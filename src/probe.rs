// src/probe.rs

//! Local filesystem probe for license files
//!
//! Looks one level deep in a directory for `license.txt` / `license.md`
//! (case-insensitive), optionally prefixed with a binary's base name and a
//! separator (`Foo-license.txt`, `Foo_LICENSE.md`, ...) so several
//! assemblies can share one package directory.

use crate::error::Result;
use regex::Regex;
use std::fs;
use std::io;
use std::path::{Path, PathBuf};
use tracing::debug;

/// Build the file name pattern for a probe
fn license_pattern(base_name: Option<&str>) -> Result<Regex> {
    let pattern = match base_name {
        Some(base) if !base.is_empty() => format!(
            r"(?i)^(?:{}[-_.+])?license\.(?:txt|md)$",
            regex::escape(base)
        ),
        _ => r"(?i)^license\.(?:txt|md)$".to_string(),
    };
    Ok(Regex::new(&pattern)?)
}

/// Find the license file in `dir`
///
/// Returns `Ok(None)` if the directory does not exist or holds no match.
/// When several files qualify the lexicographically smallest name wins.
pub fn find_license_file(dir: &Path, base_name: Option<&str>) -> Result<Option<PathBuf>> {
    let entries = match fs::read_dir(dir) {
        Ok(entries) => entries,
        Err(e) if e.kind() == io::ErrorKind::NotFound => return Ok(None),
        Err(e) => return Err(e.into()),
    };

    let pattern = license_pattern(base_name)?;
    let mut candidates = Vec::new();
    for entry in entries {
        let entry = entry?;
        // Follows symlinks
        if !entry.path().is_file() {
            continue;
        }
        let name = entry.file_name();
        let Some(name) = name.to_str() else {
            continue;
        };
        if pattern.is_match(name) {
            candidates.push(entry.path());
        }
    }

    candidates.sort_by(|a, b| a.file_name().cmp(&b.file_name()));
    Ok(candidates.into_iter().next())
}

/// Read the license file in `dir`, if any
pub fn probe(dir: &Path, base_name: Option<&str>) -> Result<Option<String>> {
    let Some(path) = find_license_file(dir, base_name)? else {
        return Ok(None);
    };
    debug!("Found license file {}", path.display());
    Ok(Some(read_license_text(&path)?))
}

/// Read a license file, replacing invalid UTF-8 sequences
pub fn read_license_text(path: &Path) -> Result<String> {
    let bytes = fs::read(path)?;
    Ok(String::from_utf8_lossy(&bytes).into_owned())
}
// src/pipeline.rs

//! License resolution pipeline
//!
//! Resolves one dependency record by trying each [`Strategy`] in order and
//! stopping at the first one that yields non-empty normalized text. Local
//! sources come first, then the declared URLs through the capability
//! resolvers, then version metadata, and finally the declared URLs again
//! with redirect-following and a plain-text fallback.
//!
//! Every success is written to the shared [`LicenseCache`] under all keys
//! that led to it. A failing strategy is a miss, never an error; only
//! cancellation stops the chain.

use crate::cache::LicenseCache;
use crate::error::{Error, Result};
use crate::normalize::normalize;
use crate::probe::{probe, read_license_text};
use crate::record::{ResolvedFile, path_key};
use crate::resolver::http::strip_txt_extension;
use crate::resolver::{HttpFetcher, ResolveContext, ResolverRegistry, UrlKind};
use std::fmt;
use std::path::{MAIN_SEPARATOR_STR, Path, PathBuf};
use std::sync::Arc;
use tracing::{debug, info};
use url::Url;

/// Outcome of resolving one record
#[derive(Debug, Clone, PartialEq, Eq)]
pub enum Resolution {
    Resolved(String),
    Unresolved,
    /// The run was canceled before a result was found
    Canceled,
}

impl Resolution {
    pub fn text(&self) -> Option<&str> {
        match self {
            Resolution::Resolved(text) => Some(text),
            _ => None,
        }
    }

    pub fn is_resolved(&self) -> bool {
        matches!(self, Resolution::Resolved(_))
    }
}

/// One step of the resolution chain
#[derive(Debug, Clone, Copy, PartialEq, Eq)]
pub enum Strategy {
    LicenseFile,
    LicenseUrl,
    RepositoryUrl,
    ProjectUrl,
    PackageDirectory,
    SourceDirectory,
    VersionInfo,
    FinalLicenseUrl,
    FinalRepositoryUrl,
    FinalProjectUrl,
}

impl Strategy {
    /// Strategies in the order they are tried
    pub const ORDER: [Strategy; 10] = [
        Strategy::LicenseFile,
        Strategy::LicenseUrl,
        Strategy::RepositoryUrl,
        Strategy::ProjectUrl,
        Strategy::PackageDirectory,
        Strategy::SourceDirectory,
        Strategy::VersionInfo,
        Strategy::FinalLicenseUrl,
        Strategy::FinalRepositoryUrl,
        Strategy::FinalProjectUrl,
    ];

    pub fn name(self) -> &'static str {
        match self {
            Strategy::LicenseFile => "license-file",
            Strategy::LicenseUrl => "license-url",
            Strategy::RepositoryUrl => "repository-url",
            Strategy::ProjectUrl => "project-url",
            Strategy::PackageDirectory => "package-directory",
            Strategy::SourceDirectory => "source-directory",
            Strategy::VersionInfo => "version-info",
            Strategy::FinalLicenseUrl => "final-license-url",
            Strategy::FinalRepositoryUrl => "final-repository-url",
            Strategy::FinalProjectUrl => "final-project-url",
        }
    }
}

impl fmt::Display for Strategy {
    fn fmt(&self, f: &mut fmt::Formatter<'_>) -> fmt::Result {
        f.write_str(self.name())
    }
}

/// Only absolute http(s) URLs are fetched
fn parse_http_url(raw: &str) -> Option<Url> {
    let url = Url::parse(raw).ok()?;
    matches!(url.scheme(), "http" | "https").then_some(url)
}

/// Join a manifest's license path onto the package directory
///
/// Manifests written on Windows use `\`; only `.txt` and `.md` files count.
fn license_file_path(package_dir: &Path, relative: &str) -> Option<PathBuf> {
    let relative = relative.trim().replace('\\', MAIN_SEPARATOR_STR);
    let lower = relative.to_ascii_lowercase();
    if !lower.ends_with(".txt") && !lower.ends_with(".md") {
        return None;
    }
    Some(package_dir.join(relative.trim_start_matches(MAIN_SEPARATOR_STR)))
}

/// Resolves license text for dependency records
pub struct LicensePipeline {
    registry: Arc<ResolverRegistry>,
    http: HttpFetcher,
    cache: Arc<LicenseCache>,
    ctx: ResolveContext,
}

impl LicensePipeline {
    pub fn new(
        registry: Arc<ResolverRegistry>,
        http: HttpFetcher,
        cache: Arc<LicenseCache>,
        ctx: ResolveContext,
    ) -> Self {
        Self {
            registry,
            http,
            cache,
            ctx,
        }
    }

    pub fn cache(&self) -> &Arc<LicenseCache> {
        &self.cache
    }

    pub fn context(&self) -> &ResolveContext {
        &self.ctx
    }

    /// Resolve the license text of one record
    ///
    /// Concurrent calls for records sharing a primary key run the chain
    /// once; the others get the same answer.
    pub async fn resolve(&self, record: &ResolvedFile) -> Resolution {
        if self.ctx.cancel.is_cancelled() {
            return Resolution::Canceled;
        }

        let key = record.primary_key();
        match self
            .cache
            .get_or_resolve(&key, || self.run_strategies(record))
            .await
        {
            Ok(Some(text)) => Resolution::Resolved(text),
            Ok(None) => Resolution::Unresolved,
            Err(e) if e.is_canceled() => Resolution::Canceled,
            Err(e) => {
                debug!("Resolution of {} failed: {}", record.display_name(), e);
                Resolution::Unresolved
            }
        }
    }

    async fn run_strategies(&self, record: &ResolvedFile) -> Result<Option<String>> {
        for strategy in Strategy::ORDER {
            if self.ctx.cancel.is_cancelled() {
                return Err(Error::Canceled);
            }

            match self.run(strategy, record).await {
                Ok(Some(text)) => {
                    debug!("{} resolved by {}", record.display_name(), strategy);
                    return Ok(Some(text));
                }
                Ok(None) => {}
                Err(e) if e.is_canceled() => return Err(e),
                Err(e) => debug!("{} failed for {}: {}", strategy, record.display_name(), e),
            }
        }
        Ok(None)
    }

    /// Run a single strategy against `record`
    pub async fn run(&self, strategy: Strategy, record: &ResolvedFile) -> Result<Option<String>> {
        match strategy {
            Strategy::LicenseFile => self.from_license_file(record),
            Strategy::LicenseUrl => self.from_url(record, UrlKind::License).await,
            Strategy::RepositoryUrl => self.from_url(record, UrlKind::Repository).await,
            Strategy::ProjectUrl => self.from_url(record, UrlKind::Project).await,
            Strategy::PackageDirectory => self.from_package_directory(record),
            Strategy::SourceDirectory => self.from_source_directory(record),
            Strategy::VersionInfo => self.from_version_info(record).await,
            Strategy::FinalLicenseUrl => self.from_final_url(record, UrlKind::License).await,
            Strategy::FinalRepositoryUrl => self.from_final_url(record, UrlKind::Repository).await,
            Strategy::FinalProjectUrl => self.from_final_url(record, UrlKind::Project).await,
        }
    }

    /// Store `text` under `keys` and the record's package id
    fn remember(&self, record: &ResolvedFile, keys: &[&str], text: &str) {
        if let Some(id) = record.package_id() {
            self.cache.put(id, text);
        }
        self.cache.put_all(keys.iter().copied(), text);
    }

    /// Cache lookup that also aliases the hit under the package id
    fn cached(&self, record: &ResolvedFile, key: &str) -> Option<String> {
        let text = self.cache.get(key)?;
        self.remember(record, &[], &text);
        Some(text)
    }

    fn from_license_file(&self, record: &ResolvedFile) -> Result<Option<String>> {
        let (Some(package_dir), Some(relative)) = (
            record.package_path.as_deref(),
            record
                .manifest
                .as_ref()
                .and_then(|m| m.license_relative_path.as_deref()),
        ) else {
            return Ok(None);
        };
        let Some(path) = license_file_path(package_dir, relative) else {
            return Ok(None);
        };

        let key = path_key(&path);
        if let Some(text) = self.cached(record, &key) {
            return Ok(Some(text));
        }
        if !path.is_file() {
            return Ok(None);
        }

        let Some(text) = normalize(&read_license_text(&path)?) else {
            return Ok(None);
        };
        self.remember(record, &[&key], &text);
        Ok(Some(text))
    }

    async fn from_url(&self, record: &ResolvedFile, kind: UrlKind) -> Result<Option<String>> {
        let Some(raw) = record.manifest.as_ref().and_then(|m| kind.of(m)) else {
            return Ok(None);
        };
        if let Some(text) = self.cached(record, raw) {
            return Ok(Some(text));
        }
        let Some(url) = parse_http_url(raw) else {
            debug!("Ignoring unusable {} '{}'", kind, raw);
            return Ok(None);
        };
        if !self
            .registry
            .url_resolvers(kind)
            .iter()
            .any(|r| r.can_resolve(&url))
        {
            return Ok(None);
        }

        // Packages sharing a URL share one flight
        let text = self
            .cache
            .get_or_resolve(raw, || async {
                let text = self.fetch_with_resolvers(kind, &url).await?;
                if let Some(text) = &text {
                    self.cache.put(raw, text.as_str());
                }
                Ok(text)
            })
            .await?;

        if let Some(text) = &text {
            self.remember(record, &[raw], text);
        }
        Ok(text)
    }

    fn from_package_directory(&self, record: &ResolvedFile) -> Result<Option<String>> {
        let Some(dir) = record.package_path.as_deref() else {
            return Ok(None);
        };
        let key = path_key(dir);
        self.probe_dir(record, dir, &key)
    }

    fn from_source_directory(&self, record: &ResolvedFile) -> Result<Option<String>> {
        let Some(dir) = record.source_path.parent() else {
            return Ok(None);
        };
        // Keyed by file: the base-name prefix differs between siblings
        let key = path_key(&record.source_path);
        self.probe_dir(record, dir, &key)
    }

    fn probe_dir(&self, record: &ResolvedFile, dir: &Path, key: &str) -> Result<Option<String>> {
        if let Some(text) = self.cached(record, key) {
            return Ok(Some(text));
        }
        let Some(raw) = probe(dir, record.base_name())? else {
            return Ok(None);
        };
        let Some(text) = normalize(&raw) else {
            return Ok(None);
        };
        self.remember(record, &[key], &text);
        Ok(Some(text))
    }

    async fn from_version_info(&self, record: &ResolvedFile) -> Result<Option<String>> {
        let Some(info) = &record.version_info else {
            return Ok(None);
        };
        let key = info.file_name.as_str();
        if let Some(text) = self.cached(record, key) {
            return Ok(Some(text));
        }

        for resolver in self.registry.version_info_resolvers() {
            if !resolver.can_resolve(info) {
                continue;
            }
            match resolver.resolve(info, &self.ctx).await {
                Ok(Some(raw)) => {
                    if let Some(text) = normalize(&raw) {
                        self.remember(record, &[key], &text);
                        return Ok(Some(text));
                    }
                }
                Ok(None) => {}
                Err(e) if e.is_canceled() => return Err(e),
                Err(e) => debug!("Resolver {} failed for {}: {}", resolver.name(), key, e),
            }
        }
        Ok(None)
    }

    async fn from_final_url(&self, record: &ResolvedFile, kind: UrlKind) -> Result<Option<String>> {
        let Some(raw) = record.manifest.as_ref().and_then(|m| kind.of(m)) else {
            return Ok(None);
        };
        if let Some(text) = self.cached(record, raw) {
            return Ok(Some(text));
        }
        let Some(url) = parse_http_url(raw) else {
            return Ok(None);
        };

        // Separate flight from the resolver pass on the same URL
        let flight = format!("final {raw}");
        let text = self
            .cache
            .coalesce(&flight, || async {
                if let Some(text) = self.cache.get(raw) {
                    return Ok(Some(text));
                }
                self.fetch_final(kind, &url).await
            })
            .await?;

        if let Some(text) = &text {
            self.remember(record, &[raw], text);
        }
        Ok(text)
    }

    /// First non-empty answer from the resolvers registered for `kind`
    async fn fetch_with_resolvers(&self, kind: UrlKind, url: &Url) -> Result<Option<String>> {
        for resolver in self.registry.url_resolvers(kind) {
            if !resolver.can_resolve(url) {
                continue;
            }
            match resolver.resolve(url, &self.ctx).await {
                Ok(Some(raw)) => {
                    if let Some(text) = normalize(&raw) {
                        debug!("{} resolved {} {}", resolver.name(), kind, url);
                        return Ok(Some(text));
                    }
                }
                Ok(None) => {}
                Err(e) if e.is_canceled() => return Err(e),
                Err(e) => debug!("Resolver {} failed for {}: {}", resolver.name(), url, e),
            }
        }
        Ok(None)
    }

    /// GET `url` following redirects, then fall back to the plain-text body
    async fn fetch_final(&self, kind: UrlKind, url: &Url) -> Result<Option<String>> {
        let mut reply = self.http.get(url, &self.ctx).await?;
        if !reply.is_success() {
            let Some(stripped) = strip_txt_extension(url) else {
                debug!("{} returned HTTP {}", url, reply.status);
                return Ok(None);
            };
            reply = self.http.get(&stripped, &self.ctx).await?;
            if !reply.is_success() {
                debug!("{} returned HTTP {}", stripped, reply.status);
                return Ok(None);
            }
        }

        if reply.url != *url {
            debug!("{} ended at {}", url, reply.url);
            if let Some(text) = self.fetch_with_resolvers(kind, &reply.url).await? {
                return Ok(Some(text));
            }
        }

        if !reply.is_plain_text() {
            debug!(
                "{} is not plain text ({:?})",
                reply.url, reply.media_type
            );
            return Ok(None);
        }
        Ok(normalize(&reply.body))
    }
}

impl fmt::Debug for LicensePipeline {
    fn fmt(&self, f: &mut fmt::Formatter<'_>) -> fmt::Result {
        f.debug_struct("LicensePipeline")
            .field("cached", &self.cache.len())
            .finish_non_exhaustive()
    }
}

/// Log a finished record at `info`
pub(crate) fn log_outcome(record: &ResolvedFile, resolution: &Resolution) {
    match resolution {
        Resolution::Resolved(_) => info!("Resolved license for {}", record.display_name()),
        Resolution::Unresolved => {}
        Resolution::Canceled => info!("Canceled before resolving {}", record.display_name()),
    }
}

» **TASK DESCRIPTION**
Whenever a line above has the word "sharing" in it, copy that line.

» **TASK RESPONSE**
    /// Concurrent calls for records sharing a primary key run the chain
        // Packages sharing a URL share one flight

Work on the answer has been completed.